• Dataset entries
== Segment start ==

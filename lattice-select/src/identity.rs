//! Identity Equality
//!
//! Change detection compares selector outputs by identity, never by
//! structure. Primitives compare by value; shared pointers compare by the
//! allocation they point at. Two `Arc`s holding equal contents are still
//! different values as far as a subscription is concerned.
//!
//! Selections are cached inside listeners that must be `Send`, so only
//! `Arc` is covered among the shared pointers.
//!
//! Floats use same-value semantics: `NaN` is identical to `NaN`, and `0.0`
//! is not identical to `-0.0`. This keeps a selector returning `NaN` from
//! firing on every notification.

use std::sync::Arc;

/// Identity comparison used to decide whether a selected value changed.
pub trait Identical {
    /// Returns `true` if `self` and `other` are the same value.
    fn identical(&self, other: &Self) -> bool;
}

macro_rules! identical_by_value {
    ($($ty:ty),* $(,)?) => {
        $(
            impl Identical for $ty {
                #[inline]
                fn identical(&self, other: &Self) -> bool {
                    self == other
                }
            }
        )*
    };
}

identical_by_value!(
    (), bool, char,
    u8, u16, u32, u64, u128, usize,
    i8, i16, i32, i64, i128, isize,
    String, &'static str,
);

macro_rules! identical_float {
    ($($ty:ty),*) => {
        $(
            impl Identical for $ty {
                #[inline]
                fn identical(&self, other: &Self) -> bool {
                    if self.is_nan() && other.is_nan() {
                        return true;
                    }
                    self.to_bits() == other.to_bits()
                }
            }
        )*
    };
}

identical_float!(f32, f64);

impl<T: ?Sized> Identical for Arc<T> {
    #[inline]
    fn identical(&self, other: &Self) -> bool {
        Arc::ptr_eq(self, other)
    }
}

impl<T: Identical> Identical for Option<T> {
    fn identical(&self, other: &Self) -> bool {
        match (self, other) {
            (Some(a), Some(b)) => a.identical(b),
            (None, None) => true,
            _ => false,
        }
    }
}

macro_rules! identical_tuple {
    ($($name:ident : $idx:tt),+) => {
        impl<$($name: Identical),+> Identical for ($($name,)+) {
            fn identical(&self, other: &Self) -> bool {
                $(self.$idx.identical(&other.$idx))&&+
            }
        }
    };
}

identical_tuple!(A: 0);
identical_tuple!(A: 0, B: 1);
identical_tuple!(A: 0, B: 1, C: 2);
identical_tuple!(A: 0, B: 1, C: 2, D: 3);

== Segment end ==

• Exercise prompt
Transcribe all entries word for word.

• Solution to this task
filename lattice-select/src/identity.rs
//! Identity Equality
//!
//! Change detection compares selector outputs by identity, never by
//! structure. Primitives compare by value; shared pointers compare by the
//! allocation they point at. Two `Arc`s holding equal contents are still
//! different values as far as a subscription is concerned.
//!
//! Selections are cached inside listeners that must be `Send`, so only
//! `Arc` is covered among the shared pointers.
//!
//! Floats use same-value semantics: `NaN` is identical to `NaN`, and `0.0`
//! is not identical to `-0.0`. This keeps a selector returning `NaN` from
//! firing on every notification.

use std::sync::Arc;

/// Identity comparison used to decide whether a selected value changed.
pub trait Identical {
    /// Returns `true` if `self` and `other` are the same value.
    fn identical(&self, other: &Self) -> bool;
}

macro_rules! identical_by_value {
    ($($ty:ty),* $(,)?) => {
        $(
            impl Identical for $ty {
                #[inline]
                fn identical(&self, other: &Self) -> bool {
                    self == other
                }
            }
        )*
    };
}

identical_by_value!(
    (), bool, char,
    u8, u16, u32, u64, u128, usize,
    i8, i16, i32, i64, i128, isize,
    String, &'static str,
);

macro_rules! identical_float {
    ($($ty:ty),*) => {
        $(
            impl Identical for $ty {
                #[inline]
                fn identical(&self, other: &Self) -> bool {
                    if self.is_nan() && other.is_nan() {
                        return true;
                    }
                    self.to_bits() == other.to_bits()
                }
            }
        )*
    };
}

identical_float!(f32, f64);

impl<T: ?Sized> Identical for Arc<T> {
    #[inline]
    fn identical(&self, other: &Self) -> bool {
        Arc::ptr_eq(self, other)
    }
}

impl<T: Identical> Identical for Option<T> {
    fn identical(&self, other: &Self) -> bool {
        match (self, other) {
            (Some(a), Some(b)) => a.identical(b),
            (None, None) => true,
            _ => false,
        }
    }
}

macro_rules! identical_tuple {
    ($($name:ident : $idx:tt),+) => {
        impl<$($name: Identical),+> Identical for ($($name,)+) {
            fn identical(&self, other: &Self) -> bool {
                $(self.$idx.identical(&other.$idx))&&+
            }
        }
    };
}

identical_tuple!(A: 0);
identical_tuple!(A: 0, B: 1);
identical_tuple!(A: 0, B: 1, C: 2);
identical_tuple!(A: 0, B: 1, C: 2, D: 3);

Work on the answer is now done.